Monitoring More Faults, Covering More Equipment

Intelligent decimation can extend the range of faults detected and expand the types of machines monitored. Traditional vibration analysis reveals problems associated with belt drives, bent shafts, cavitation, gear defects, looseness, misalignment, resonance, soft foot and imbalance.

Oil analysis identifies problems related to lubricant chemistry, system contamination and component wear. With intelligent decimation, rubbing, severe sliding and slip friction faults can be detected while monitoring articulating, reciprocating and low-speed machines.

Intelligent decimation can also be easy to implement. With simple computation, low power and narrow bandwidth requirements, it is suitable for long-life, battery-operated wireless sensors. These sensors can be easily mounted and automatically cloud-connected and configured. This allows any internet-connected computer or mobile device to become a monitoring and analysis interface for reliability specialists at any time or place.

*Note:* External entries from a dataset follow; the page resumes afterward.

fn sphere_group(
    device: &wgpu::Device,
    layout: &wgpu::BindGroupLayout,
    uniforms: &wgpu::Buffer,
    env: &wgpu::TextureView,
) -> wgpu::BindGroup {
    device.create_bind_group(&wgpu::BindGroupDescriptor {
        label: Some("Sphere Bind Group"),
        layout,
        entries: &[
            wgpu::BindGroupEntry {
                binding: 0,
                resource: uniforms.as_entire_binding(),
            },
            wgpu::BindGroupEntry {
                binding: 1,
                resource: wgpu::BindingResource::TextureView(env),
            },
        ],
    })
}

impl ScenePass {
    pub fn new(device: &wgpu::Device) -> Self {
        let backdrop_shader = device.create_shader_module(wgpu::ShaderModuleDescriptor {
            label: Some("Backdrop Shader"),
            source: wgpu::ShaderSource::Wgsl(include_str!("backdrop.wgsl").into()),
        });
        let sphere_shader = device.create_shader_module(wgpu::ShaderModuleDescriptor {
            label: Some("Sphere Shader"),
            source: wgpu::ShaderSource::Wgsl(include_str!("sphere.wgsl").into()),
        });

        let backdrop_layout = device.create_bind_group_layout(&wgpu::BindGroupLayoutDescriptor {
            label: Some("Backdrop Bind Group Layout"),
            entries: &[uniform_entry(0)],
        });
        let sphere_layout = device.create_bind_group_layout(&wgpu::BindGroupLayoutDescriptor {
            label: Some("Sphere Bind Group Layout"),
            entries: &[
                uniform_entry(0),
                wgpu::BindGroupLayoutEntry {
                    binding: 1,
                    visibility: wgpu::ShaderStages::FRAGMENT,
                    ty: wgpu::BindingType::Texture {
                        sample_type: wgpu::TextureSampleType::Float { filterable: false },
                        view_dimension: wgpu::TextureViewDimension::D2,
                        multisampled: false,
                    },
                    count: None,
                },
            ],
        });

        let backdrop_uniforms = device.create_buffer(&wgpu::BufferDescriptor {
            label: Some("Backdrop Uniform Buffer"),
            size: std::mem::size_of::<BackdropGpu>() as wgpu::BufferAddress,
            usage: wgpu::BufferUsages::UNIFORM | wgpu::BufferUsages::COPY_DST,
            mapped_at_creation: false,
        });
        let backdrop_group = device.create_bind_group(&wgpu::BindGroupDescriptor {
            label: Some("Backdrop Bind Group"),
            layout: &backdrop_layout,
            entries: &[wgpu::BindGroupEntry {
                binding: 0,
                resource: backdrop_uniforms.as_entire_binding(),
            }],
        });

        let sphere_uniforms = device.create_buffer(&wgpu::BufferDescriptor {
            label: Some("Sphere Uniform Buffer"),
            size: std::mem::size_of::<SphereGpu>() as wgpu::BufferAddress,
            usage: wgpu::BufferUsages::UNIFORM | wgpu::BufferUsages::COPY_DST,
            mapped_at_creation: false,
        });
        let sphere_group = sphere_group(
            device,
            &sphere_layout,
            &sphere_uniforms,
            &placeholder_env(device),
        );

        Self {
            backdrop_shader,
            sphere_shader,
            backdrop_layout,
            sphere_layout,
            backdrop_uniforms,
            backdrop_group,
            sphere_uniforms,
            sphere_group,
            env_source: None,
            env_levels: 0,
            compiled: None,
            color: None,
            depth: None,
        }
    }

    fn mesh_pipeline(
        &self,
        device: &wgpu::Device,
        label: &str,
        shader: &wgpu::ShaderModule,
        layout: &wgpu::BindGroupLayout,
        vertex_entry: &str,
        side: Side,
    ) -> wgpu::RenderPipeline {
        let pipeline_layout = device.create_pipeline_layout(&wgpu::PipelineLayoutDescriptor {
            label: Some(label),
            bind_group_layouts: &[layout],
            push_constant_ranges: &[],
        });

        device.create_render_pipeline(&wgpu::RenderPipelineDescriptor {
            label: Some(label),
            layout: Some(&pipeline_layout),
            vertex: wgpu::VertexState {
                module: shader,
                entry_point: Some(vertex_entry),
                buffers: &[vertex_layout()],
                compilation_options: Default::default(),
            },
            fragment: Some(wgpu::FragmentState {
                module: shader,
                entry_point: Some("fs_main"),
                targets: &[Some(wgpu::ColorTargetState {
                    format: HDR_FORMAT,
                    blend: None,
                    write_mask: wgpu::ColorWrites::ALL,
                })],
                compilation_options: Default::default(),
            }),
            primitive: wgpu::PrimitiveState {
                topology: wgpu::PrimitiveTopology::TriangleList,
                strip_index_format: None,
                front_face: wgpu::FrontFace::Ccw,
                cull_mode: Some(cull_mode(side)),
                polygon_mode: wgpu::PolygonMode::Fill,
                unclipped_depth: false,
                conservative: false,
            },
            depth_stencil: Some(wgpu::DepthStencilState {
                format: DEPTH_FORMAT,
                depth_write_enabled: true,
                depth_compare: wgpu::CompareFunction::Less,
                stencil: wgpu::StencilState::default(),
                bias: wgpu::DepthBiasState::default(),
            }),
            multisample: wgpu::MultisampleState::default(),
            multiview: None,
            cache: None,
        })
    }

    /// Run material compile hooks and build pipelines for the resulting stages
    pub fn compile(&mut self, device: &wgpu::Device, scene: &mut SceneHandles) {
        scene.sphere.material.compile();

        let vertex_entry = match scene.sphere.material.vertex_stage {
            VertexStage::Standard => "vs_standard",
            VertexStage::AudioDisplacement => "vs_displaced",
        };
        debug!("Sphere vertex stage: {}", vertex_entry);

        let backdrop_pipeline = self.mesh_pipeline(
            device,
            "Backdrop Pipeline",
            &self.backdrop_shader,
            &self.backdrop_layout,
            "vs_main",
            scene.backdrop.material.side,
        );
        let sphere_pipeline = self.mesh_pipeline(
            device,
            "Sphere Pipeline",
            &self.sphere_shader,
            &self.sphere_layout,
            vertex_entry,
            scene.sphere.material.side,
        );

        self.compiled = Some(CompiledScene {
            backdrop_pipeline,
            sphere_pipeline,
            backdrop: MeshBuffers::new(device, &scene.backdrop.geometry, "Backdrop"),
            sphere: MeshBuffers::new(device, &scene.sphere.geometry, "Sphere"),
        });
    }

    pub fn resize(&mut self, device: &wgpu::Device, width: u32, height: u32) {
        self.color = Some(RenderTarget::new(
            device,
            "Scene Color",
            width,
            height,
            HDR_FORMAT,
        ));
        self.depth = Some(RenderTarget::new(
            device,
            "Scene Depth",
            width,
            height,
            DEPTH_FORMAT,
        ));
    }

    pub fn color_target(&self) -> Option<&RenderTarget> {
        self.color.as_ref()
    }

    /// Upload this frame's uniforms and any newly assigned environment map
    pub fn prepare(&mut self, device: &wgpu::Device, queue: &wgpu::Queue, scene: &SceneHandles) {
        if let Some(map) = &scene.sphere.material.env_map {
            let fresh = self
                .env_source
                .as_ref()
                .map_or(true, |current| !Arc::ptr_eq(current, map));
            if fresh {
                let view = upload_env(device, queue, map);
                self.sphere_group =
                    sphere_group(device, &self.sphere_layout, &self.sphere_uniforms, &view);
                self.env_levels = map.level_count();
                self.env_source = Some(Arc::clone(map));
                info!("Environment map uploaded ({} levels)", self.env_levels);
            }
        }

        let camera = &scene.camera;
        let view_proj = camera.view_proj().to_cols_array_2d();

        let backdrop = &scene.backdrop.material.uniforms;
        queue.write_buffer(
            &self.backdrop_uniforms,
            0,
            bytemuck::cast_slice(&[BackdropGpu {
                view_proj,
                resolution: backdrop.resolution.to_array(),
                rand: backdrop.rand,
                _padding: 0.0,
            }]),
        );

        let sphere = &scene.sphere;
        let material = &sphere.material;
        let reactive = material.uniforms().copied().unwrap_or_default();
        let model = Mat4::from_scale_rotation_translation(
            Vec3::splat(sphere.scale),
            Quat::IDENTITY,
            sphere.position,
        );
        let has_env = if self.env_source.is_some() { 1.0 } else { 0.0 };

        queue.write_buffer(
            &self.sphere_uniforms,
            0,
            bytemuck::cast_slice(&[SphereGpu {
                view_proj,
                model: model.to_cols_array_2d(),
                camera_position: camera.position.extend(1.0).to_array(),
                color: material.color.extend(material.metalness).to_array(),
                emissive: (material.emissive * material.emissive_intensity)
                    .extend(material.roughness)
                    .to_array(),
                input_data: reactive.input_data.to_array(),
                output_data: reactive.output_data.to_array(),
                params: [reactive.time, self.env_levels as f32, has_env, 0.0],
            }]),
        );
    }

    /// Record the pass. Returns false if the pass is not ready to draw.
    pub fn record(&self, encoder: &mut wgpu::CommandEncoder, scene: &SceneHandles) -> bool {
        let (Some(compiled), Some(color), Some(depth)) = (&self.compiled, &self.color, &self.depth)
        else {
            return false;
        };

        let clear = scene.clear_color;
        let mut pass = encoder.begin_render_pass(&wgpu::RenderPassDescriptor {
            label: Some("Scene Pass"),
            color_attachments: &[Some(wgpu::RenderPassColorAttachment {
                view: &color.view,
                resolve_target: None,
                ops: wgpu::Operations {
                    load: wgpu::LoadOp::Clear(wgpu::Color {
                        r: clear.x as f64,
                        g: clear.y as f64,
                        b: clear.z as f64,
                        a: 1.0,
                    }),
                    store: wgpu::StoreOp::Store,
                },
            })],
            depth_stencil_attachment: Some(wgpu::RenderPassDepthStencilAttachment {
                view: &depth.view,
                depth_ops: Some(wgpu::Operations {
                    load: wgpu::LoadOp::Clear(1.0),
                    store: wgpu::StoreOp::Discard,
                }),
                stencil_ops: None,
            }),
            timestamp_writes: None,
            occlusion_query_set: None,
        });

        if scene.backdrop.visible {
            pass.set_pipeline(&compiled.backdrop_pipeline);
            pass.set_bind_group(0, &self.backdrop_group, &[]);
            compiled.backdrop.draw(&mut pass);
        }

        if scene.sphere.visible {
            pass.set_pipeline(&compiled.sphere_pipeline);
            pass.set_bind_group(0, &self.sphere_group, &[]);
            compiled.sphere.draw(&mut pass);
        }

        true
    }
}
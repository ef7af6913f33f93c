//! Per-frame audio-reactive animation.
//!
//! The driver turns two frequency snapshots and a timestamp into sphere scale,
//! orbit rotation, camera pose and shader uniforms. Increments are scaled by
//! `dt`, the elapsed time in units of the nominal frame interval, so motion
//! speed is independent of the display refresh rate.

use std::time::Duration;

use glam::{EulerRot, Quat, Vec3, Vec4};
use rand::rngs::StdRng;
use rand::{Rng, SeedableRng};

use crate::audio::{Analyser, FrequencySnapshot};
use crate::params::{sum_taps, BinTap, ReactiveMapping};
use crate::scene::SceneHandles;

/// State carried between frames. Rotation only ever accumulates.
#[derive(Debug, Clone, Default)]
pub struct AnimationState {
    rotation: Vec3,
    previous_timestamp: Option<Duration>,
}

impl AnimationState {
    pub fn rotation(&self) -> Vec3 {
        self.rotation
    }

    /// Elapsed time since the previous call in nominal frames.
    /// The first frame counts as exactly one nominal frame.
    pub fn frame_delta(&mut self, now: Duration, target_frame_rate_hz: f32) -> f32 {
        let dt = match self.previous_timestamp {
            Some(previous) => now.saturating_sub(previous).as_secs_f32() * target_frame_rate_hz,
            None => 1.0,
        };
        self.previous_timestamp = Some(now);
        dt
    }
}

/// Values derived from one pair of snapshots
#[derive(Debug, Clone, Copy, PartialEq)]
pub struct ReactiveFrame {
    pub scale: f32,
    pub rotation_delta: Vec3,
    pub time_delta: f32,
    pub input_data: Vec4,
    pub output_data: Vec4,
}

fn vector(taps: &[BinTap; 3], input: &FrequencySnapshot, output: &FrequencySnapshot) -> Vec4 {
    Vec4::new(
        taps[0].sample(input, output),
        taps[1].sample(input, output),
        taps[2].sample(input, output),
        0.0,
    )
}

/// Map snapshots to this frame's targets and increments
pub fn evaluate(
    mapping: &ReactiveMapping,
    input: &FrequencySnapshot,
    output: &FrequencySnapshot,
    dt: f32,
) -> ReactiveFrame {
    let rate = dt * mapping.rotation_rate;
    ReactiveFrame {
        scale: 1.0 + mapping.scale_tap.sample(input, output),
        rotation_delta: Vec3::new(
            rate * sum_taps(&mapping.rotation_x, input, output),
            rate * sum_taps(&mapping.rotation_y, input, output),
            rate * sum_taps(&mapping.rotation_z, input, output),
        ),
        time_delta: dt * mapping.time_tap.sample(input, output),
        input_data: vector(&mapping.input_data, input, output),
        output_data: vector(&mapping.output_data, input, output),
    }
}

/// Rotate `offset` by XYZ Euler angles
pub fn orbit_position(rotation: Vec3, offset: Vec3) -> Vec3 {
    Quat::from_euler(EulerRot::XYZ, rotation.x, rotation.y, rotation.z) * offset
}

pub struct AnimationDriver {
    state: AnimationState,
    mapping: ReactiveMapping,
    rng: StdRng,
}

impl AnimationDriver {
    pub fn new(mapping: ReactiveMapping) -> Self {
        Self::with_rng(mapping, StdRng::from_rng(&mut rand::rng()))
    }

    /// Deterministic backdrop noise, for tests and captures
    pub fn with_seed(mapping: ReactiveMapping, seed: u64) -> Self {
        Self::with_rng(mapping, StdRng::seed_from_u64(seed))
    }

    fn with_rng(mapping: ReactiveMapping, rng: StdRng) -> Self {
        Self {
            state: AnimationState::default(),
            mapping,
            rng,
        }
    }

    pub fn state(&self) -> &AnimationState {
        &self.state
    }

    /// Refresh both analysers, then advance the scene
    pub fn step(
        &mut self,
        now: Duration,
        input: &mut Analyser,
        output: &mut Analyser,
        scene: &mut SceneHandles,
    ) -> Option<ReactiveFrame> {
        input.update();
        output.update();
        self.advance(now, input.snapshot(), output.snapshot(), scene)
    }

    /// Advance the scene from already-updated snapshots.
    /// Returns the applied frame, or None while the sphere's uniforms are unbound.
    pub fn advance(
        &mut self,
        now: Duration,
        input: &FrequencySnapshot,
        output: &FrequencySnapshot,
        scene: &mut SceneHandles,
    ) -> Option<ReactiveFrame> {
        let dt = self
            .state
            .frame_delta(now, self.mapping.target_frame_rate_hz);

        scene.backdrop.material.uniforms.rand =
            self.rng.random_range(0.0..self.mapping.rand_seed_max);

        let uniforms = scene.sphere.material.uniforms_mut()?;
        let frame = evaluate(&self.mapping, input, output, dt);

        uniforms.time += frame.time_delta;
        uniforms.input_data = frame.input_data;
        uniforms.output_data = frame.output_data;

        self.state.rotation += frame.rotation_delta;
        scene.sphere.scale = frame.scale;
        scene.camera.position =
            scene.sphere.position + orbit_position(self.state.rotation, self.mapping.camera_offset);
        scene.camera.look_at(scene.sphere.position);

        Some(frame)
    }
}

#[cfg(test)]
mod tests {
    use super::*;
    use crate::params::SceneConfig;
    use crate::scene::{EnvMapLoad, SceneBuilder};

    const FRAME: Duration = Duration::from_micros(16_667);

    fn compiled_scene() -> SceneHandles {
        let mut scene = SceneBuilder::new(&SceneConfig::default())
            .with_env_map(EnvMapLoad::never())
            .build();
        scene.sphere.material.compile();
        scene
    }

    fn snapshot(values: &[u8]) -> FrequencySnapshot {
        let mut snapshot = FrequencySnapshot::new(32);
        snapshot.as_mut_slice()[..values.len()].copy_from_slice(values);
        snapshot
    }

    #[test]
    fn test_first_frame_is_one_nominal_frame() {
        let mut state = AnimationState::default();
        assert_eq!(state.frame_delta(Duration::from_secs(3), 60.0), 1.0);
        let dt = state.frame_delta(Duration::from_secs(3) + Duration::from_millis(50), 60.0);
        assert!((dt - 3.0).abs() < 1e-4);
    }

    #[test]
    fn test_rotation_is_sum_of_increments() {
        let mapping = ReactiveMapping::default();
        let mut driver = AnimationDriver::with_seed(mapping.clone(), 7);
        let mut scene = compiled_scene();
        let mut expected = Vec3::ZERO;
        let mut now = Duration::ZERO;

        for i in 0..50u8 {
            let input = snapshot(&[i, 200 - i, i * 3]);
            let output = snapshot(&[10, i * 2, 90]);
            let frame = driver
                .advance(now, &input, &output, &mut scene)
                .expect("uniforms bound");
            expected += frame.rotation_delta;
            now += FRAME * (1 + (i as u32 % 3));
        }

        assert!((driver.state().rotation() - expected).length() < 1e-6);
    }

    #[test]
    fn test_silence_leaves_scale_and_rotation() {
        let mut driver = AnimationDriver::with_seed(ReactiveMapping::default(), 1);
        let mut scene = compiled_scene();
        let silent = FrequencySnapshot::new(32);

        for i in 0..100u32 {
            driver.advance(FRAME * i, &silent, &silent, &mut scene);
            assert_eq!(scene.sphere.scale, 1.0);
        }
        assert_eq!(driver.state().rotation(), Vec3::ZERO);
        let uniforms = scene.sphere.material.uniforms().copied().unwrap_or_default();
        assert_eq!(uniforms.time, 0.0);
        assert_eq!(uniforms.input_data, Vec4::ZERO);
    }

    #[test]
    fn test_constant_energy_rotates_monotonically() {
        let mut driver = AnimationDriver::with_seed(ReactiveMapping::default(), 2);
        let mut scene = compiled_scene();
        let input = snapshot(&[128, 128, 128]);
        let output = snapshot(&[128, 128, 128]);

        let mut previous = Vec3::ZERO;
        for i in 0..200u32 {
            driver.advance(FRAME * i, &input, &output, &mut scene);
            let rotation = driver.state().rotation();
            assert!(rotation.x > previous.x);
            assert!(rotation.y > previous.y);
            assert!(rotation.z > previous.z);
            previous = rotation;
        }
    }

    #[test]
    fn test_negative_weight_rotates_backwards() {
        let mut mapping = ReactiveMapping::default();
        mapping.rotation_x = vec![BinTap::new(crate::params::Stream::Output, 1, -0.5)];
        let mut driver = AnimationDriver::with_seed(mapping, 3);
        let mut scene = compiled_scene();
        let loud = snapshot(&[255, 255, 255]);

        for i in 0..20u32 {
            driver.advance(FRAME * i, &loud, &loud, &mut scene);
        }
        assert!(driver.state().rotation().x < 0.0);
    }

    #[test]
    fn test_camera_stays_on_orbit() {
        let mut driver = AnimationDriver::with_seed(ReactiveMapping::default(), 4);
        let mut scene = compiled_scene();
        let loud = snapshot(&[255, 255, 255]);

        for i in 0..500u32 {
            driver.advance(FRAME * i, &loud, &loud, &mut scene);
            let radius = (scene.camera.position - scene.sphere.position).length();
            assert!((radius - 5.0).abs() < 1e-4);
            assert_eq!(scene.camera.target(), scene.sphere.position);
        }
    }

    #[test]
    fn test_unbound_uniforms_skip_reactive_updates() {
        let mut driver = AnimationDriver::with_seed(ReactiveMapping::default(), 5);
        let mut scene = SceneBuilder::new(&SceneConfig::default())
            .with_env_map(EnvMapLoad::never())
            .build();
        let loud = snapshot(&[255, 255, 255]);
        let start = scene.camera.position;

        assert!(driver.advance(FRAME, &loud, &loud, &mut scene).is_none());
        assert_eq!(scene.camera.position, start);
        assert_eq!(driver.state().rotation(), Vec3::ZERO);
        // backdrop seed still advances
        let seed = scene.backdrop.material.uniforms.rand;
        assert!((0.0..10000.0).contains(&seed));
    }

    #[test]
    fn test_evaluate_matches_reference_weights() {
        let mapping = ReactiveMapping::default();
        let input = snapshot(&[255, 51, 102]);
        let output = snapshot(&[51, 255, 0]);
        let frame = evaluate(&mapping, &input, &output, 2.0);

        assert!((frame.scale - 1.2).abs() < 1e-6);
        assert!((frame.rotation_delta.x - 2.0 * 0.001 * 0.5).abs() < 1e-7);
        assert!((frame.rotation_delta.z - 2.0 * 0.001 * 0.5 * 0.2).abs() < 1e-7);
        assert!((frame.time_delta - 2.0 * 0.1 * 0.2).abs() < 1e-6);
        assert!((frame.input_data - Vec4::new(1.0, 0.02, 4.0, 0.0)).length() < 1e-5);
        assert!((frame.output_data - Vec4::new(0.4, 0.1, 0.0, 0.0)).length() < 1e-5);
    }

    #[test]
    fn test_orbit_at_zero_rotation_is_offset() {
        let offset = Vec3::new(0.0, 0.0, 5.0);
        assert!((orbit_position(Vec3::ZERO, offset) - offset).length() < 1e-6);
    }
}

The I-DNA installation shown above detected the following operating conditions: intermediate shaft vibration peaks and sidebands; possible cage faults for intermediate shaft bearings; and intermittent, strongly modulated vibration. As shown in this example, intelligent decimation is able to monitor low-speed machines by detecting occurrence frequencies for high-frequency, metal-to-metal contacts.